We’re going to discuss all of those concerns; I’ll be briefed on them this week; and we’ll probably come to a conclusion very soon, said DeSantis.
The accusations originate from money Martinez reportedly collected in return for his assisting a supermarket owner and property owner who were experiencing problems with cargo storage containers, according to an arrest warrant.
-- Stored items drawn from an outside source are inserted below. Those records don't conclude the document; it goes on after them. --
//! Configuration CLI commands.
//!
//! `config show` prints the effective settings as INI, `config path` prints
//! where they are read from and `config init` writes the defaults.

use std::path::Path;

use clap::Subcommand;
use terratile::config::ConfigFile;

use crate::error::CliError;

/// Config subcommands.
#[derive(Debug, Subcommand)]
pub enum ConfigCommands {
    /// Print the effective configuration
    Show,

    /// Show the configuration file path
    Path,

    /// Write a configuration file with default settings
    Init {
        /// Overwrite an existing file
        #[arg(long)]
        force: bool,
    },
}

/// Run a config subcommand.
pub fn run(command: ConfigCommands, path: &Path) -> Result<(), CliError> {
    match command {
        ConfigCommands::Show => run_show(path),
        ConfigCommands::Path => {
            println!("{}", path.display());
            Ok(())
        }
        ConfigCommands::Init { force } => run_init(path, force),
    }
}

fn run_show(path: &Path) -> Result<(), CliError> {
    let config = ConfigFile::load_from(path)?;

    if !path.exists() {
        println!("; {} not found, showing defaults", path.display());
    }
    print!("{}", config.to_config_string());
    Ok(())
}

fn run_init(path: &Path, force: bool) -> Result<(), CliError> {
    if path.exists() && !force {
        println!(
            "{} already exists. Use --force to overwrite it.",
            path.display()
        );
        return Ok(());
    }

    ConfigFile::default().save_to(path)?;
    println!("Wrote default configuration to {}", path.display());
    Ok(())
}
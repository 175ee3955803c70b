//! Config file loading and saving.

use std::path::{Path, PathBuf};

use ini::Ini;
use thiserror::Error;

use super::settings::{LoggingSettings, TerrainConfig};

/// Errors that can occur when loading or validating configuration.
#[derive(Debug, Error)]
pub enum ConfigFileError {
    /// Failed to read config file
    #[error("Failed to read config file: {0}")]
    ReadError(#[from] ini::Error),

    /// Failed to write config file
    #[error("Failed to write config file: {0}")]
    WriteError(String),

    /// Invalid configuration value
    #[error("Invalid configuration: {section}.{key} = '{value}' - {reason}")]
    InvalidValue {
        section: String,
        key: String,
        value: String,
        reason: String,
    },

    /// Failed to create config directory
    #[error("Failed to create config directory: {0}")]
    DirectoryError(std::io::Error),
}

/// Complete configuration loaded from config.ini.
#[derive(Debug, Clone, PartialEq, Default)]
pub struct ConfigFile {
    /// `[elevation]`, `[raster]`, `[source]` and `[map]`
    pub terrain: TerrainConfig,
    /// `[logging]`
    pub logging: LoggingSettings,
}

impl ConfigFile {
    /// Load configuration from the default path (~/.terratile/config.ini).
    pub fn load() -> Result<Self, ConfigFileError> {
        Self::load_from(&config_file_path())
    }

    /// Load configuration from a specific path.
    ///
    /// If the file doesn't exist, returns defaults.
    pub fn load_from(path: &Path) -> Result<Self, ConfigFileError> {
        if !path.exists() {
            return Ok(Self::default());
        }

        let ini = Ini::load_from_file(path)?;
        super::parser::parse_ini(&ini)
    }

    /// Save configuration to a specific path.
    pub fn save_to(&self, path: &Path) -> Result<(), ConfigFileError> {
        if let Some(parent) = path.parent() {
            std::fs::create_dir_all(parent).map_err(ConfigFileError::DirectoryError)?;
        }

        std::fs::write(path, self.to_config_string())
            .map_err(|e| ConfigFileError::WriteError(e.to_string()))
    }

    /// Commented INI representation.
    pub fn to_config_string(&self) -> String {
        super::writer::to_config_string(self)
    }
}

/// Get the path to the config directory (~/.terratile).
pub fn config_directory() -> PathBuf {
    dirs::home_dir()
        .unwrap_or_else(|| PathBuf::from("."))
        .join(".terratile")
}

/// Get the path to the config file (~/.terratile/config.ini).
pub fn config_file_path() -> PathBuf {
    config_directory().join("config.ini")
}
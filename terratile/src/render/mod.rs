//! Renderable handle owned by each tile.
//!
//! The core never talks to a scene graph directly. It pushes meshes, textures
//! and colliders through a [`RenderTarget`], which the embedding application
//! binds to whatever it draws with.

use std::sync::Arc;

use parking_lot::Mutex;

use crate::mesh::MeshData;
use crate::tile::RasterImage;

/// Sink for everything a tile displays.
pub trait RenderTarget: Send {
    /// Show or hide the tile.
    fn set_active(&mut self, active: bool);

    /// Uniform scale of the tile in the world, `2^(initial_zoom - zoom)`.
    fn set_scale(&mut self, scale: f32);

    /// Replace the displayed mesh.
    fn apply_mesh(&mut self, mesh: &MeshData);

    /// Replace the texture, `None` clears it.
    fn set_texture(&mut self, texture: Option<&RasterImage>);

    /// Replace the collision mesh, `None` removes it.
    fn set_collider(&mut self, mesh: Option<&MeshData>);
}

/// Render target that discards everything.
#[derive(Debug, Clone, Copy, Default)]
pub struct NullRenderTarget;

impl RenderTarget for NullRenderTarget {
    fn set_active(&mut self, _active: bool) {}

    fn set_scale(&mut self, _scale: f32) {}

    fn apply_mesh(&mut self, _mesh: &MeshData) {}

    fn set_texture(&mut self, _texture: Option<&RasterImage>) {}

    fn set_collider(&mut self, _mesh: Option<&MeshData>) {}
}

/// Last state written to a [`MemoryRenderTarget`].
#[derive(Debug, Clone, Default)]
pub struct RenderSnapshot {
    pub active: bool,
    /// Last value passed to `set_scale`
    pub scale: f32,
    pub mesh: Option<MeshData>,
    pub texture: Option<RasterImage>,
    pub collider: Option<MeshData>,
    /// Number of `apply_mesh` calls
    pub mesh_updates: usize,
}

/// Render target that records what was written.
///
/// Cloning shares the snapshot, so a caller can keep one handle and give the
/// other to a tile.
#[derive(Debug, Clone, Default)]
pub struct MemoryRenderTarget {
    snapshot: Arc<Mutex<RenderSnapshot>>,
}

impl MemoryRenderTarget {
    pub fn new() -> Self {
        Self::default()
    }

    pub fn snapshot(&self) -> Arc<Mutex<RenderSnapshot>> {
        Arc::clone(&self.snapshot)
    }
}

impl RenderTarget for MemoryRenderTarget {
    fn set_active(&mut self, active: bool) {
        self.snapshot.lock().active = active;
    }

    fn set_scale(&mut self, scale: f32) {
        self.snapshot.lock().scale = scale;
    }

    fn apply_mesh(&mut self, mesh: &MeshData) {
        let mut snapshot = self.snapshot.lock();
        snapshot.mesh = Some(mesh.clone());
        snapshot.mesh_updates += 1;
    }

    fn set_texture(&mut self, texture: Option<&RasterImage>) {
        self.snapshot.lock().texture = texture.cloned();
    }

    fn set_collider(&mut self, mesh: Option<&MeshData>) {
        self.snapshot.lock().collider = mesh.cloned();
    }
}
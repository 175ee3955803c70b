//! Data sources for tile payloads.
//!
//! A [`DataSource`] turns a canonical tile and a channel into raw bytes. The
//! trait is dyn-compatible so the fetcher can hold any backend behind an
//! `Arc<dyn DataSource>`.

use std::future::Future;
use std::path::{Path, PathBuf};
use std::pin::Pin;
use std::sync::atomic::{AtomicUsize, Ordering};
use std::time::Duration;

use bytes::Bytes;
use dashmap::DashMap;
use thiserror::Error;
use tracing::trace;

use crate::coord::CanonicalTileId;
use crate::tile::DataChannel;

/// Boxed future type for dyn-compatible async methods.
pub type BoxFuture<'a, T> = Pin<Box<dyn Future<Output = T> + Send + 'a>>;

/// Errors reported by a data source.
#[derive(Debug, Clone, PartialEq, Eq, Error)]
pub enum SourceError {
    /// The source has no payload for this tile and channel.
    #[error("No {channel} data for tile {tile}")]
    NotFound {
        tile: CanonicalTileId,
        channel: DataChannel,
    },

    /// Reading the payload failed.
    #[error("I/O error: {0}")]
    Io(String),

    /// The backend refused or could not serve the request.
    #[error("Source unavailable: {0}")]
    Unavailable(String),
}

/// Everything a source needs to locate one payload.
#[derive(Debug, Clone, PartialEq, Eq)]
pub struct SourceRequest {
    pub tile: CanonicalTileId,
    pub channel: DataChannel,
    /// Dataset identifier, e.g. `mapbox.terrain-rgb`
    pub map_id: String,
    /// Prefer double-resolution imagery where the source has it
    pub use_retina: bool,
}

/// Asynchronous provider of tile payloads.
///
/// Implementations must be `Send + Sync`; the returned future is polled on a
/// spawned task.
pub trait DataSource: Send + Sync {
    /// Fetch the payload for one tile and channel.
    ///
    /// # Arguments
    ///
    /// * `request` - Canonical tile, channel and dataset to read
    ///
    /// # Errors
    ///
    /// Returns `SourceError::NotFound` when the source has no such payload.
    fn fetch(&self, request: SourceRequest) -> BoxFuture<'_, Result<Bytes, SourceError>>;

    /// Human-readable name for logs.
    fn name(&self) -> &str;
}

// =============================================================================
// File system source
// =============================================================================

/// Reads payloads from a directory tree laid out as
/// `{root}/{map_id}/{z}/{x}/{y}.{ext}`.
///
/// With `use_retina`, raster requests first look for `{y}@2x.{ext}` and fall
/// back to the plain file.
#[derive(Debug, Clone)]
pub struct FileSystemSource {
    root: PathBuf,
}

impl FileSystemSource {
    pub fn new(root: impl Into<PathBuf>) -> Self {
        Self { root: root.into() }
    }

    pub fn root(&self) -> &Path {
        &self.root
    }

    /// Path of the payload for a request, ignoring the retina variant.
    pub fn tile_path(&self, request: &SourceRequest) -> PathBuf {
        self.tile_dir(request).join(format!(
            "{}.{}",
            request.tile.y,
            request.channel.extension()
        ))
    }

    fn retina_path(&self, request: &SourceRequest) -> PathBuf {
        self.tile_dir(request).join(format!(
            "{}@2x.{}",
            request.tile.y,
            request.channel.extension()
        ))
    }

    fn tile_dir(&self, request: &SourceRequest) -> PathBuf {
        self.root
            .join(&request.map_id)
            .join(request.tile.z.to_string())
            .join(request.tile.x.to_string())
    }

    async fn read(&self, request: SourceRequest) -> Result<Bytes, SourceError> {
        let mut candidates = Vec::with_capacity(2);
        if request.use_retina && request.channel == DataChannel::Raster {
            candidates.push(self.retina_path(&request));
        }
        candidates.push(self.tile_path(&request));

        for path in candidates {
            match tokio::fs::read(&path).await {
                Ok(data) => {
                    trace!(path = %path.display(), bytes = data.len(), "Read tile payload");
                    return Ok(Bytes::from(data));
                }
                Err(e) if e.kind() == std::io::ErrorKind::NotFound => continue,
                Err(e) => {
                    return Err(SourceError::Io(format!("{}: {}", path.display(), e)));
                }
            }
        }

        Err(SourceError::NotFound {
            tile: request.tile,
            channel: request.channel,
        })
    }
}

impl DataSource for FileSystemSource {
    fn fetch(&self, request: SourceRequest) -> BoxFuture<'_, Result<Bytes, SourceError>> {
        Box::pin(self.read(request))
    }

    fn name(&self) -> &str {
        "filesystem"
    }
}

// =============================================================================
// In-memory source
// =============================================================================

/// In-memory source with scripted payloads and failures.
///
/// Used by tests and by embedders that produce payloads themselves. Requests
/// for keys with neither a payload nor a failure return `NotFound`.
#[derive(Debug, Default)]
pub struct MemorySource {
    payloads: DashMap<(CanonicalTileId, DataChannel), Bytes>,
    failures: DashMap<(CanonicalTileId, DataChannel), SourceError>,
    latency: Option<Duration>,
    requests: AtomicUsize,
}

impl MemorySource {
    pub fn new() -> Self {
        Self::default()
    }

    /// Delay every response by `latency`.
    pub fn with_latency(mut self, latency: Duration) -> Self {
        self.latency = Some(latency);
        self
    }

    pub fn insert(&self, tile: CanonicalTileId, channel: DataChannel, data: impl Into<Bytes>) {
        self.failures.remove(&(tile, channel));
        self.payloads.insert((tile, channel), data.into());
    }

    /// Make requests for this key fail with `error`.
    pub fn fail(&self, tile: CanonicalTileId, channel: DataChannel, error: SourceError) {
        self.payloads.remove(&(tile, channel));
        self.failures.insert((tile, channel), error);
    }

    /// Number of fetches served so far, including failures.
    pub fn request_count(&self) -> usize {
        self.requests.load(Ordering::Relaxed)
    }

    fn lookup(&self, request: &SourceRequest) -> Result<Bytes, SourceError> {
        let key = (request.tile, request.channel);
        if let Some(error) = self.failures.get(&key) {
            return Err(error.value().clone());
        }
        self.payloads
            .get(&key)
            .map(|data| data.value().clone())
            .ok_or(SourceError::NotFound {
                tile: request.tile,
                channel: request.channel,
            })
    }
}

impl DataSource for MemorySource {
    fn fetch(&self, request: SourceRequest) -> BoxFuture<'_, Result<Bytes, SourceError>> {
        self.requests.fetch_add(1, Ordering::Relaxed);
        Box::pin(async move {
            if let Some(latency) = self.latency {
                tokio::time::sleep(latency).await;
            }
            self.lookup(&request)
        })
    }

    fn name(&self) -> &str {
        "memory"
    }
}
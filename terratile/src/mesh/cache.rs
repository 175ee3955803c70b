//! Finished meshes keyed by tile identity.
//!
//! The cache is the source of truth for stitching: a tile copies its border
//! heights from whatever neighbour meshes are published here when it is
//! generated.

use std::sync::Arc;

use dashmap::DashMap;

use super::MeshData;
use crate::coord::TileId;

/// Concurrent map from unwrapped tile identity to its latest mesh.
#[derive(Debug, Default)]
pub struct MeshCache {
    meshes: DashMap<TileId, Arc<MeshData>>,
}

impl MeshCache {
    pub fn new() -> Self {
        Self::default()
    }

    /// Publish a mesh, replacing any previous one for the same tile.
    pub fn insert(&self, id: TileId, mesh: Arc<MeshData>) {
        self.meshes.insert(id, mesh);
    }

    pub fn get(&self, id: &TileId) -> Option<Arc<MeshData>> {
        self.meshes.get(id).map(|entry| Arc::clone(entry.value()))
    }

    pub fn remove(&self, id: &TileId) -> Option<Arc<MeshData>> {
        self.meshes.remove(id).map(|(_, mesh)| mesh)
    }

    pub fn contains(&self, id: &TileId) -> bool {
        self.meshes.contains_key(id)
    }

    pub fn len(&self) -> usize {
        self.meshes.len()
    }

    pub fn is_empty(&self) -> bool {
        self.meshes.is_empty()
    }

    pub fn clear(&self) {
        self.meshes.clear();
    }
}
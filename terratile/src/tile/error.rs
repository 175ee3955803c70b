//! Error types for decoding tile payloads.

use thiserror::Error;

use super::DataChannel;

/// Errors raised while turning fetched bytes into tile data.
///
/// None of these are fatal: the affected channel is marked `Error` and the
/// tile keeps whatever data it had before.
#[derive(Debug, Error)]
pub enum TileDataError {
    /// The payload could not be decoded as an image.
    #[error("Failed to decode {channel} image: {source}")]
    Image {
        channel: DataChannel,
        #[source]
        source: image::ImageError,
    },

    /// The decoded height image has an unusable shape.
    #[error("Invalid height grid {width}×{height}: {reason}")]
    InvalidHeightGrid {
        width: u32,
        height: u32,
        reason: &'static str,
    },

    /// Data arrived for a tile that is sitting in the pool.
    #[error("Tile is not initialized")]
    NotInitialized,
}
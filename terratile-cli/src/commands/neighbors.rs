//! `neighbors` command.

use clap::Args;
use terratile::coord::{Direction, TileId};

use crate::error::CliError;

#[derive(Debug, Args)]
pub struct NeighborsArgs {
    /// Zoom level
    #[arg(long)]
    pub zoom: u8,

    /// Tile column (may lie outside 0..2^zoom)
    #[arg(long, allow_negative_numbers = true)]
    pub x: i32,

    /// Tile row
    #[arg(long)]
    pub y: i32,
}

pub fn run(args: NeighborsArgs) -> Result<(), CliError> {
    let id = TileId::new(args.zoom, args.x, args.y)?;

    println!("Tile {} (canonical {})", id, id.canonical());
    for direction in Direction::ALL {
        match id.neighbor(direction) {
            Some(neighbor) => println!("  {:<10} {}", direction.to_string(), neighbor),
            None => println!("  {:<10} -", direction.to_string()),
        }
    }

    Ok(())
}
The warrant said that the owners had been penalized tens of thousands of dollars for breaking a county rule that prohibited cargo storage containers on properties less than 10 acres.
According to the warrant, Martinez accepted three payments totaling $5,000 from the owner of the supermarket in exchange for his assistance in paying the fees and fines and for his assistance in creating legislation that would have amended the ordinance to permit one storage container on properties smaller than 10 acres.
Martinez’s attorneys claim that the accusations are politically motivated since Martinez is considering running for sheriff of Miami-Dade County.
According to a statement from his lawyers, “Commissioner Martinez makes clear that he is innocent of any misconduct and intends to vigorously strive to vindicate his reputation.”
The commission’s previous chairman twice previously was 64-year-old Martinez. He won the District 11 seat for the first time in 2000, declined to seek for reelection in 2012, and then won it back in 2016.
Martinez ran as a Republican for Congress in 2014 despite the Miami-Dade commission seat being nonpartisan.